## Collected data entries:
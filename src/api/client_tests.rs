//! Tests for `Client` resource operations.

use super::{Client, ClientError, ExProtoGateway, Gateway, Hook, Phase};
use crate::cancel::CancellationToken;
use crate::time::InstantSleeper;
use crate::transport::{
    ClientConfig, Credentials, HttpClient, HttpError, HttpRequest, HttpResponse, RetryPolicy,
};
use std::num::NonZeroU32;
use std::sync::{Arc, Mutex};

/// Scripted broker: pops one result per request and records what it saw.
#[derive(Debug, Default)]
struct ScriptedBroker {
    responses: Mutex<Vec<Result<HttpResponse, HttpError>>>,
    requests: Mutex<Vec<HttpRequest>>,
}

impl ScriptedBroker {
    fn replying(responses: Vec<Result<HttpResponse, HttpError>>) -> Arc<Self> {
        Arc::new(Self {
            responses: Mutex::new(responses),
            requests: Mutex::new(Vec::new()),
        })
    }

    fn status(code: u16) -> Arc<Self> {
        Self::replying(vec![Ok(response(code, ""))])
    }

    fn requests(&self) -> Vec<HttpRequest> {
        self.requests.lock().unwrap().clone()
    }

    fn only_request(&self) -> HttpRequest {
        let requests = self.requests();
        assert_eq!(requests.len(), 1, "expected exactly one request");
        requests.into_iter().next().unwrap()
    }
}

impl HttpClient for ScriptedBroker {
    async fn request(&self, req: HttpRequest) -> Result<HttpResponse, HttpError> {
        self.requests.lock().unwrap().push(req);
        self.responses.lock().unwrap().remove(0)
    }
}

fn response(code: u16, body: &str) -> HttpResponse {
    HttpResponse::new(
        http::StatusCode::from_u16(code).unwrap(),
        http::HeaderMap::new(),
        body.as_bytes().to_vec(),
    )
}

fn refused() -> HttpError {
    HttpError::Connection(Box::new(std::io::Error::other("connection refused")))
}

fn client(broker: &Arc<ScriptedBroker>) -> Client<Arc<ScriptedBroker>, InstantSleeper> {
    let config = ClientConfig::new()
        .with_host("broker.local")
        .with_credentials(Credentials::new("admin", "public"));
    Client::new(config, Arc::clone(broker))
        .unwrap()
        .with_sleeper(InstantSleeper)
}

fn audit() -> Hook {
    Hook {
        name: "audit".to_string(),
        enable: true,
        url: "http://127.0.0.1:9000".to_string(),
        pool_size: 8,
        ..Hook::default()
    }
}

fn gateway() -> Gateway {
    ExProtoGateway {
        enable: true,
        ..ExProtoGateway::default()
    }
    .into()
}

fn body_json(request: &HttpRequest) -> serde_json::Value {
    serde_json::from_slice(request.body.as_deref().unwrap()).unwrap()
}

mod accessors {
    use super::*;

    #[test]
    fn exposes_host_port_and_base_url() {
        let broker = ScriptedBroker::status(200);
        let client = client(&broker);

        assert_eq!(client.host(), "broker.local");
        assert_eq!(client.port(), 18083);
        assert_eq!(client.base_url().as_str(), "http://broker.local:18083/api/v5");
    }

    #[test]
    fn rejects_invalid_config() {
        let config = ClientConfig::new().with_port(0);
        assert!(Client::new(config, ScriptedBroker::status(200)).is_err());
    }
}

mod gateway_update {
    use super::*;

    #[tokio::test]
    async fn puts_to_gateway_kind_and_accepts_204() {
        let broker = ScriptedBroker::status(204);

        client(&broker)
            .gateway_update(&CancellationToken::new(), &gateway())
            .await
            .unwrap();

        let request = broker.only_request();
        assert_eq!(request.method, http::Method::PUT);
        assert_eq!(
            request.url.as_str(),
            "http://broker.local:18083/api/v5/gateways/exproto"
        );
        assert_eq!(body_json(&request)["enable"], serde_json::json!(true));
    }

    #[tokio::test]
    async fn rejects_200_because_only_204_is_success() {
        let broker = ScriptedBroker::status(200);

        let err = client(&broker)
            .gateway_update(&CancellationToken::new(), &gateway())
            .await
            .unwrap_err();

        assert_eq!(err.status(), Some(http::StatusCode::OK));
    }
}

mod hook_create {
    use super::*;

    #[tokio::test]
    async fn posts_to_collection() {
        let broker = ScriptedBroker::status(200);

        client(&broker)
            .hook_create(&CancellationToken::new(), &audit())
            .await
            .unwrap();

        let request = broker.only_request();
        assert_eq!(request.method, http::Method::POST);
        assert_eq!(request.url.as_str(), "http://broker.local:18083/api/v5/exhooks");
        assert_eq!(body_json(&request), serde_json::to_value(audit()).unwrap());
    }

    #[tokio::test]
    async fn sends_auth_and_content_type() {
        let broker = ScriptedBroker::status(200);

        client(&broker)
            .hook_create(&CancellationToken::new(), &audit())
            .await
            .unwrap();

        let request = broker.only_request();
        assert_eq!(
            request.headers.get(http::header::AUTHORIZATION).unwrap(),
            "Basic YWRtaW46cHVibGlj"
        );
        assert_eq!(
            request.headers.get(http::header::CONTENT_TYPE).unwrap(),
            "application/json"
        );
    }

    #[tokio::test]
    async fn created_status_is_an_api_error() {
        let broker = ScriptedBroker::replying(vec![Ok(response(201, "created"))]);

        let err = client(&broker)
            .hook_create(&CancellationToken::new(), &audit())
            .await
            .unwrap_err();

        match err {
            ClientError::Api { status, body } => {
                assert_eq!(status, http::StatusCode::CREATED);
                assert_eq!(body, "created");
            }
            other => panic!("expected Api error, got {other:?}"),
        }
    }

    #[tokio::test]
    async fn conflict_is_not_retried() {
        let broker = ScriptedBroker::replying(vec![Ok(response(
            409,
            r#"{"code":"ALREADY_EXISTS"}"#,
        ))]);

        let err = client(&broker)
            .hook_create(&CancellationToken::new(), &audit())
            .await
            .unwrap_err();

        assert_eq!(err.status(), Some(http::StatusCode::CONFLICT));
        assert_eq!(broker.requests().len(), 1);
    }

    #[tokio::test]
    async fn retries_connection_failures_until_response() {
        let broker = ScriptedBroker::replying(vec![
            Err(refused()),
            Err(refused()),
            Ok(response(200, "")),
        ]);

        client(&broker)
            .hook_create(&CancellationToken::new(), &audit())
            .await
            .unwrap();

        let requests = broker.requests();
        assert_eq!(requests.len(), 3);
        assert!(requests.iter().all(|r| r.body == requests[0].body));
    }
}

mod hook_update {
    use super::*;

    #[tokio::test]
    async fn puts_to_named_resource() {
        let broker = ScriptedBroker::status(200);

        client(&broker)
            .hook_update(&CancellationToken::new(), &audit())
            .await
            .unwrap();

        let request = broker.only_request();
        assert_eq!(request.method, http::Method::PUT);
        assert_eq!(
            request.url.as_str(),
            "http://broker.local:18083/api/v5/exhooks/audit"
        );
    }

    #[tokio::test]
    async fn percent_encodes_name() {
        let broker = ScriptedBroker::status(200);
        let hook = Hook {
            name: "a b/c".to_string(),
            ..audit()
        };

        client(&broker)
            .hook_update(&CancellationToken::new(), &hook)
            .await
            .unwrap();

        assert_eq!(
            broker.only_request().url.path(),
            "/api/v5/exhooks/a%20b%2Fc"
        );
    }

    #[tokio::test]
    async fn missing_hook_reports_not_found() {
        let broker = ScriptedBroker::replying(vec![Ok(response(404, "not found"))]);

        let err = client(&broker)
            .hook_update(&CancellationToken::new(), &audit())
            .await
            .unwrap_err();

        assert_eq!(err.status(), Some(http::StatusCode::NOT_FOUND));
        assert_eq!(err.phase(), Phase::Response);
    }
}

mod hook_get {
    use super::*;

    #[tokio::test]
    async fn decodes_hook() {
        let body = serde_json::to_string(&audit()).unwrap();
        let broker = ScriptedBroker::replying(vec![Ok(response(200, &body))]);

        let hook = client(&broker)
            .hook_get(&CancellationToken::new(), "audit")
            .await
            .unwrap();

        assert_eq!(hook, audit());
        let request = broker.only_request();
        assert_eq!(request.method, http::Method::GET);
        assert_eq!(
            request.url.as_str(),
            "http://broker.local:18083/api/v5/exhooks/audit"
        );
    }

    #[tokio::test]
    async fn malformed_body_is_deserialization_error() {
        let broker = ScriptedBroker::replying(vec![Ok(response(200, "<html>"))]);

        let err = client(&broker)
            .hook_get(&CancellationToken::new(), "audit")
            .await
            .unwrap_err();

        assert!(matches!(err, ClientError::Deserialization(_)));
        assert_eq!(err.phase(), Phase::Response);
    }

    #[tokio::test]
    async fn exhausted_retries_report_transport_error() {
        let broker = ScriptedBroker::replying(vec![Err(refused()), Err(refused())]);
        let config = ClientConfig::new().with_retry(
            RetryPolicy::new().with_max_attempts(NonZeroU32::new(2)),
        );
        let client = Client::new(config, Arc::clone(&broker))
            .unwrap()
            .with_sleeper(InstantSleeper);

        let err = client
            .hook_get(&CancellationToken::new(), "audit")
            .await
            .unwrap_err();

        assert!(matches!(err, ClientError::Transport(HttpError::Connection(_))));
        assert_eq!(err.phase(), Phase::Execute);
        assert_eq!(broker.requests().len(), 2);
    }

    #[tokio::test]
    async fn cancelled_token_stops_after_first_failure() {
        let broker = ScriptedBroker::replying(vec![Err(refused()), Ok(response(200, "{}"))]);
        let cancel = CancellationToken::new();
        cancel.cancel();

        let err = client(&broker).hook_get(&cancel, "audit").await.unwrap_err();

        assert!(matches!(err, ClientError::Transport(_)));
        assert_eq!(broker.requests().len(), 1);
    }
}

## What you are asked to do:
Could you tally the lines in these records that contain the word "method" and give only the result?

## Solution:
4